What is a wrist rest?
A "wrist rest" is a device used to support your wrists while typing (Figure 1) or when using a computer mouse (Figure 2).
Do wrist rests work?
Debate surrounds the use of wrist rests for workers who keyboard and perform other repetitive tasks with their hands from a sitting position for extended periods.
On one side of the debate, it is known that leaning the wrists on a wrist rest or the edge of the desk for long periods can put a lot of pressure on the undersides of the wrists. This pressure may cause carpal tunnel syndrome (CTS) to develop. On the other hand, evidence shows that wrist rests alleviate tension in the neck and shoulders.
Both views can be challenged.
Why is there a debate?
Contact between the wrists and the wrist rest, if too frequent or too heavy, can indeed cause problems due to excessive pressure on the delicate tendons on the underside of the wrist, and has been known to result in CTS and tenosynovitis (inflammation of the sheath surrounding tendons). This resulting condition may be what has led people to believe that wrist rests should not be used. However, in other cases, individuals without a wrist rest would place their wrists on the sharp edges of the desk. In these cases, a softer wrist rest would help lessen the pressure.

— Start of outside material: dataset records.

//! Turns one workflow's stored options plus a node's `tool_id` into a
//! `ScanRequest`/`ExecutionContext` pair. A `ScanRequest` is never persisted
//! on its own (per spec §3.5) — it's reconstructed here from the workflow's
//! checkpointed state on every attempt, including after a resume.

use std::path::PathBuf;
use std::time::Duration;

use serde::{Deserialize, Serialize};

use sf_adapter_api::{CancellationToken, ExecutionContext};
use sf_core::types::{ScanId, ToolId};
use sf_schema::capability::CapabilityDescriptor;
use sf_schema::request::{ScanContext, ScanLimits, ScanOptions, ScanRequest, ScanType, Target};
use sf_schema::severity::SeverityLevel;
use sf_schema::workflow::WorkflowState;

pub const OPTIONS_CONTEXT_KEY: &str = "scan_options";

/// Workflow-wide scan parameters, set once at creation and applied to every
/// scan node the plan runs. Stored JSON-encoded in
/// `WorkflowState.context["scan_options"]` so it survives checkpoint/resume
/// without widening `sf_schema::WorkflowState` itself.
#[derive(Debug, Clone, Serialize, Deserialize)]
pub struct WorkflowOptions {
    pub language_hint: Option<String>,
    pub custom_rules: Vec<String>,
    pub exclude_paths: Vec<String>,
    pub severity_floor: Option<SeverityLevel>,
    pub timeout_secs: u64,
    pub max_findings: Option<u32>,
    pub network_allowed: bool,
    pub project_name: String,
    pub triggered_by: String,
    pub scan_type: ScanTypeOption,
}

#[derive(Debug, Clone, Copy, Serialize, Deserialize)]
pub enum ScanTypeOption {
    Full,
    Incremental,
}

impl From<ScanTypeOption> for ScanType {
    fn from(value: ScanTypeOption) -> Self {
        match value {
            ScanTypeOption::Full => ScanType::Full,
            ScanTypeOption::Incremental => ScanType::Incremental,
        }
    }
}

impl Default for WorkflowOptions {
    fn default() -> Self {
        Self {
            language_hint: None,
            custom_rules: Vec::new(),
            exclude_paths: Vec::new(),
            severity_floor: None,
            timeout_secs: 300,
            max_findings: None,
            network_allowed: false,
            project_name: String::new(),
            triggered_by: "unknown".into(),
            scan_type: ScanTypeOption::Full,
        }
    }
}

impl WorkflowOptions {
    #[must_use]
    pub fn to_context_value(&self) -> String {
        serde_json::to_string(self).expect("WorkflowOptions always serializes")
    }

    pub fn from_context_value(raw: &str) -> serde_json::Result<Self> {
        serde_json::from_str(raw)
    }

    #[must_use]
    pub fn from_state(state: &WorkflowState) -> Self {
        state
            .context
            .get(OPTIONS_CONTEXT_KEY)
            .and_then(|raw| Self::from_context_value(raw).ok())
            .unwrap_or_default()
    }
}

/// Build the `ScanRequest` one adapter run for `tool_id` uses at `state.cursor`.
/// `scan_id` is derived from `(workflow_id, tool_id, cursor)` so re-running
/// the same node on resume reproduces the same scan identity.
#[must_use]
pub fn build_scan_request(state: &WorkflowState, tool_id: &ToolId) -> ScanRequest {
    let options = WorkflowOptions::from_state(state);
    ScanRequest {
        scan_id: ScanId::new(format!("{}-{}-{}", state.workflow_id, tool_id, state.cursor)),
        target: state.target.clone(),
        options: ScanOptions {
            language_hint: options.language_hint.clone(),
            custom_rules: options.custom_rules.clone(),
            exclude_paths: options.exclude_paths.clone(),
            severity_floor: options.severity_floor,
        },
        context: ScanContext {
            workflow_id: Some(state.workflow_id.clone()),
            project_name: options.project_name.clone(),
            scan_type: options.scan_type.into(),
            triggered_by: options.triggered_by.clone(),
        },
        limits: ScanLimits {
            timeout_secs: options.timeout_secs,
            max_findings: options.max_findings,
        },
        network_allowed: options.network_allowed,
    }
}

/// `deadline = min(node budget, adapter descriptor timeout, request's limit)`,
/// per spec §5.
#[must_use]
pub fn build_execution_context(
    request: &ScanRequest,
    descriptor: &CapabilityDescriptor,
    node_budget: Duration,
    cancellation: CancellationToken,
) -> ExecutionContext {
    let descriptor_timeout = Duration::from_secs(descriptor.execution.default_timeout_secs);
    let request_timeout = Duration::from_secs(request.limits.timeout_secs);
    let timeout = node_budget.min(descriptor_timeout).min(request_timeout);

    ExecutionContext::new(
        PathBuf::from(&request.target.location),
        timeout,
        request.network_allowed,
        cancellation,
    )
}

#[must_use]
pub fn local_target(path: impl Into<String>) -> Target {
    Target::local_path(path)
}

#[cfg(test)]
mod tests {
    use super::*;
    use sf_core::types::WorkflowId;
    use sf_schema::workflow::{NodeKind, NodeSpec};
    use std::collections::BTreeMap;

    fn state_with_options(options: &WorkflowOptions) -> WorkflowState {
        let mut state = WorkflowState::new(
            WorkflowId::new("wf-1"),
            "code_commit",
            Target::local_path("/tmp/project"),
            vec![ToolId::new("semgrep")],
            vec![NodeSpec { kind: NodeKind::Initialize }],
        );
        let mut context = BTreeMap::new();
        context.insert(OPTIONS_CONTEXT_KEY.to_string(), options.to_context_value());
        state.context = context;
        state
    }

    #[test]
    fn scan_id_is_derived_from_workflow_tool_and_cursor() {
        let state = state_with_options(&WorkflowOptions::default());
        let request = build_scan_request(&state, &ToolId::new("semgrep"));
        assert_eq!(request.scan_id.as_str(), "wf-1-semgrep-0");
    }

    #[test]
    fn options_round_trip_through_state_context() {
        let mut options = WorkflowOptions::default();
        options.timeout_secs = 42;
        options.network_allowed = true;
        options.project_name = "demo".into();
        let state = state_with_options(&options);
        let request = build_scan_request(&state, &ToolId::new("trivy"));
        assert_eq!(request.limits.timeout_secs, 42);
        assert!(request.network_allowed);
        assert_eq!(request.context.project_name, "demo");
    }

    #[test]
    fn missing_options_fall_back_to_defaults() {
        let state = WorkflowState::new(
            WorkflowId::new("wf-2"),
            "code_commit",
            Target::local_path("/tmp"),
            vec![],
            vec![],
        );
        let request = build_scan_request(&state, &ToolId::new("semgrep"));
        assert_eq!(request.limits.timeout_secs, 300);
        assert!(!request.network_allowed);
    }

    #[test]
    fn execution_deadline_is_the_tightest_of_the_three_budgets() {
        let state = state_with_options(&WorkflowOptions {
            timeout_secs: 600,
            ..WorkflowOptions::default()
        });
        let request = build_scan_request(&state, &ToolId::new("semgrep"));
        let descriptor = crate::test_support::sample_descriptor("semgrep", 120);
        let ctx = build_execution_context(&request, &descriptor, Duration::from_secs(50), CancellationToken::new());
        assert_eq!(ctx.timeout, Duration::from_secs(50));
    }
}
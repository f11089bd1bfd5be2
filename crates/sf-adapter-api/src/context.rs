//! Execution context handed to `Adapter::execute` and the native output it
//! hands back.

use std::path::PathBuf;
use std::time::Duration;

use serde_json::Value;

use crate::cancellation::CancellationToken;

/// Everything an adapter needs to honor while running a tool: deadline,
/// working directory, network allowance, and the cooperative cancellation
/// signal.
#[derive(Clone)]
pub struct ExecutionContext {
    pub working_dir: PathBuf,
    pub timeout: Duration,
    pub network_allowed: bool,
    pub cancellation: CancellationToken,
}

impl ExecutionContext {
    #[must_use]
    pub fn new(
        working_dir: PathBuf,
        timeout: Duration,
        network_allowed: bool,
        cancellation: CancellationToken,
    ) -> Self {
        Self {
            working_dir,
            timeout,
            network_allowed,
            cancellation,
        }
    }
}

/// Diagnostics about one invocation, preserved alongside the payload for
/// audit.
#[derive(Debug, Clone, Default)]
pub struct ExecutionDiagnostics {
    pub command_hash: Option<String>,
    pub duration: Duration,
    pub exit_code: Option<i32>,
    pub stderr_tail: String,
}

/// The raw payload `execute` hands to `parse`, plus the diagnostics it
/// captured along the way. `raw_text` is preserved verbatim in each finding's
/// `source_tool.raw_output` for audit.
#[derive(Debug, Clone)]
pub struct NativeOutput {
    /// Parsed JSON view of the payload, when the tool emits JSON. Adapters
    /// for line-oriented tools leave this `Value::Null` and parse `raw_text`
    /// directly.
    pub payload: Value,
    pub raw_text: String,
    pub diagnostics: ExecutionDiagnostics,
    /// Set when this came from a timed-out adapter that supports streaming
    /// partial output; `parse` must tag resulting findings
    /// with `metadata.tag = "partial"`.
    pub partial: bool,
}

impl NativeOutput {
    #[must_use]
    pub fn text(raw_text: String, diagnostics: ExecutionDiagnostics) -> Self {
        Self {
            payload: Value::Null,
            raw_text,
            diagnostics,
            partial: false,
        }
    }

    #[must_use]
    pub fn json(payload: Value, raw_text: String, diagnostics: ExecutionDiagnostics) -> Self {
        Self {
            payload,
            raw_text,
            diagnostics,
            partial: false,
        }
    }

    #[must_use]
    pub fn partial(mut self) -> Self {
        self.partial = true;
        self
    }
}
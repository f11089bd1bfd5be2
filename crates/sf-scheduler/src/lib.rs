//! Bounded-concurrency task dispatch for tool-run tasks: a cooperative
//! dispatcher holds up to `max_parallel` tasks running at once, retries
//! retryable failures with exponential backoff under a per-task deadline,
//! and reports completion only through events — never a callback into the
//! caller's own state.

pub mod config;
pub mod dispatcher;
pub mod task;

pub use config::{FailureClass, RetryPolicy, SchedulerConfig};
pub use dispatcher::{Scheduler, SchedulerEvent, SchedulerOutcomeError};
pub use task::{BoxFuture, Task};
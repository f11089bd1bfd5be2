//! Stdio serve loop: reads one JSON-RPC request per line from stdin,
//! dispatches it, writes one response per line to stdout. All diagnostic
//! logging goes to stderr so it never interleaves with the protocol stream.

use std::sync::Arc;

use tokio::io::{AsyncBufReadExt, AsyncWriteExt, BufReader};
use tracing::{debug, error, warn};

use crate::broker::BrokerSession;
use crate::jsonrpc::{JsonRpcError, JsonRpcRequest, JsonRpcResponse, error_codes};
use crate::session::SessionState;

/// Runs until stdin closes (EOF) or the session is explicitly closed.
/// Blocks the calling task; callers typically `tokio::spawn` this.
pub async fn serve_stdio(session: Arc<BrokerSession>) -> std::io::Result<()> {
    let stdin = tokio::io::stdin();
    let mut stdout = tokio::io::stdout();
    let mut lines = BufReader::new(stdin).lines();

    loop {
        if session.state() == SessionState::Closed {
            break;
        }

        let line = match lines.next_line().await? {
            Some(line) => line,
            None => break,
        };
        let trimmed = line.trim();
        if trimmed.is_empty() {
            continue;
        }

        let response = handle_line(&session, trimmed).await;
        if let Some(response) = response {
            let serialized = serde_json::to_string(&response).expect("JsonRpcResponse always serializes");
            stdout.write_all(serialized.as_bytes()).await?;
            stdout.write_all(b"\n").await?;
            stdout.flush().await?;
        }
    }

    debug!("stdio serve loop exiting");
    Ok(())
}

/// Parses and dispatches a single line; returns `None` for a client
/// notification (no `id`), which per JSON-RPC expects no response.
async fn handle_line(session: &Arc<BrokerSession>, line: &str) -> Option<JsonRpcResponse> {
    let request: JsonRpcRequest = match serde_json::from_str(line) {
        Ok(request) => request,
        Err(e) => {
            warn!(error = %e, "received malformed JSON-RPC line");
            return Some(JsonRpcResponse::failure(
                None,
                JsonRpcError::new(error_codes::PARSE_ERROR, e.to_string()),
            ));
        }
    };

    let id = request.id.clone();
    let is_notification = request.is_notification();

    let result = session.dispatch(&request.method, request.params).await;

    if is_notification {
        if let Err(e) = result {
            error!(method = %request.method, error = %e.message, "notification handling failed");
        }
        return None;
    }

    Some(match result {
        Ok(value) => JsonRpcResponse::success(id, value),
        Err(error) => JsonRpcResponse::failure(id, error),
    })
}

#[cfg(test)]
mod tests {
    use super::*;
    use crate::broker::BrokerConfig;
    use crate::resources::InMemoryResourceProvider;
    use sf_adapters::registry::Registry;
    use serde_json::json;

    fn session() -> Arc<BrokerSession> {
        Arc::new(BrokerSession::new(
            Arc::new(Registry::new()),
            Arc::new(InMemoryResourceProvider::new()),
            BrokerConfig::default(),
        ))
    }

    #[tokio::test]
    async fn malformed_json_yields_parse_error_response() {
        let session = session();
        let response = handle_line(&session, "not json").await.unwrap();
        assert_eq!(response.error.unwrap().code, error_codes::PARSE_ERROR);
    }

    #[tokio::test]
    async fn notification_produces_no_response() {
        let session = session();
        let line = json!({"jsonrpc": "2.0", "method": "initialize"}).to_string();
        assert!(handle_line(&session, &line).await.is_none());
    }

    #[tokio::test]
    async fn request_with_id_produces_a_response() {
        let session = session();
        let line = json!({"jsonrpc": "2.0", "method": "initialize", "id": 1}).to_string();
        let response = handle_line(&session, &line).await.unwrap();
        assert!(response.result.is_some());
    }
}
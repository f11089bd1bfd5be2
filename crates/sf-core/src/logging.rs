//! Structured logging setup shared by every `scanforge` binary and library.
//!
//! All output goes to stderr; stdout is reserved for the broker's
//! line-delimited JSON-RPC protocol and for the CLI's own
//! machine-readable `--json` output, neither of which may be interleaved
//! with log lines.

use std::time::{Duration, Instant};
use tracing::{Level, span};
use tracing_subscriber::{
    EnvFilter,
    fmt::{self, format::FmtSpan},
    layer::SubscriberExt,
    util::SubscriberInitExt,
};

/// Initialize the global tracing subscriber.
///
/// `verbose` selects a compact-vs-structured format; the actual level
/// filter defers to `RUST_LOG` when set, falling back to
/// `scanforge=debug,info` (verbose) or `scanforge=info,warn` (default).
pub fn init_tracing(verbose: bool) -> Result<(), Box<dyn std::error::Error>> {
    let env_filter = EnvFilter::try_from_default_env()
        .or_else(|_| {
            if verbose {
                EnvFilter::try_new("scanforge=debug,info")
            } else {
                EnvFilter::try_new("scanforge=info,warn")
            }
        })
        .unwrap_or_else(|_| EnvFilter::new("info"));

    let writer = std::io::stderr;

    if verbose {
        tracing_subscriber::registry()
            .with(env_filter)
            .with(
                fmt::layer()
                    .with_writer(writer)
                    .with_target(true)
                    .with_span_events(FmtSpan::CLOSE)
                    .compact(),
            )
            .try_init()?;
    } else {
        tracing_subscriber::registry()
            .with(env_filter)
            .with(
                fmt::layer()
                    .with_writer(writer)
                    .with_target(false)
                    .compact(),
            )
            .try_init()?;
    }

    Ok(())
}

/// Span covering one workflow node's execution, carrying the fields every
/// engine/scheduler/adapter log line correlates on.
pub fn node_span(workflow_id: &str, node_id: &str, tool_id: &str) -> tracing::Span {
    span!(
        Level::INFO,
        "node_execution",
        workflow_id = %workflow_id,
        node_id = %node_id,
        tool_id = %tool_id,
    )
}

/// Span covering a single adapter invocation within a node, distinct from
/// `node_span` since a retrying node opens several of these in sequence.
pub fn adapter_span(tool_id: &str, scan_id: &str, attempt: u32) -> tracing::Span {
    span!(
        Level::INFO,
        "adapter_invocation",
        tool_id = %tool_id,
        scan_id = %scan_id,
        attempt = %attempt,
    )
}

/// Measures wall-clock time for a named operation and emits a `tracing`
/// event on drop. Cheaper than threading a `Logger` object through call
/// sites that only need one timing.
pub struct OperationTimer {
    operation: &'static str,
    start: Instant,
}

impl OperationTimer {
    #[must_use]
    pub fn start(operation: &'static str) -> Self {
        tracing::debug!(operation, "starting");
        Self {
            operation,
            start: Instant::now(),
        }
    }

    #[must_use]
    pub fn elapsed(&self) -> Duration {
        self.start.elapsed()
    }
}

impl Drop for OperationTimer {
    fn drop(&mut self) {
        tracing::debug!(
            operation = self.operation,
            duration_ms = self.start.elapsed().as_millis() as u64,
            "completed"
        );
    }
}

#[cfg(test)]
mod tests {
    use super::*;

    #[test]
    fn operation_timer_reports_nonzero_elapsed() {
        let timer = OperationTimer::start("test_op");
        std::thread::sleep(Duration::from_millis(5));
        assert!(timer.elapsed() >= Duration::from_millis(5));
    }

    #[test]
    fn node_span_has_expected_name() {
        let span = node_span("wf-1", "node-1", "semgrep");
        if let Some(metadata) = span.metadata() {
            assert_eq!(metadata.name(), "node_execution");
        }
    }

    #[test]
    fn init_tracing_does_not_panic() {
        let _ = init_tracing(false);
    }
}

A worker with a properly adjusted chair and desk might need only very light wrist support, if any. It is important to make sure that wrists do not rest on the desk, or too heavily on a wrist rest. However, even minimal support for the forearms or wrists with arm rests and wrist rests can take a lot of muscular tension out of the neck, shoulders and arms, without subjecting other parts of the body to unnecessary pressure or strain.
Should I get a wrist rest?
The aim is to keep your wrists in a neutral position (not bent up or down). If used, any rest device should be selected as part of an ergonomically-designed workstation. When choosing a rest, OSHA (U.S.A.) suggests that:
- Your hands and wrists should move freely and be elevated above the wrist/palm rest while typing. When resting, the pad should contact the heel or palm of your hand, not your wrist.
- Reduce bending of the wrists by adjusting other workstation components (chair, desk, keyboard) so the wrist can maintain an in-line, neutral posture.
- Match the wrist support to the width, height, and slope of the front edge of the keyboard (keeping in mind that the goal is to keep wrist postures as straight as possible).
- Provide wrist/palm supports that are fairly soft and rounded to minimize pressure on the wrist. The support should be at least 3.8 cm (1.5 inches) deep.
For tasks that involve working with shoulders raised, elbows held out, arms held forward and wrists held up (as in typing, micro-electronics assembly, etc.), any means of reducing muscular tension is important in preventing musculoskeletal injuries.
One's personal preference for using or not using a wrist rest is a very significant factor. Workers who choose not to use them while actually performing their tasks may opt to just use them for a rest break, between tasks. An adjustable workstation which is suited to the individual using it is essential.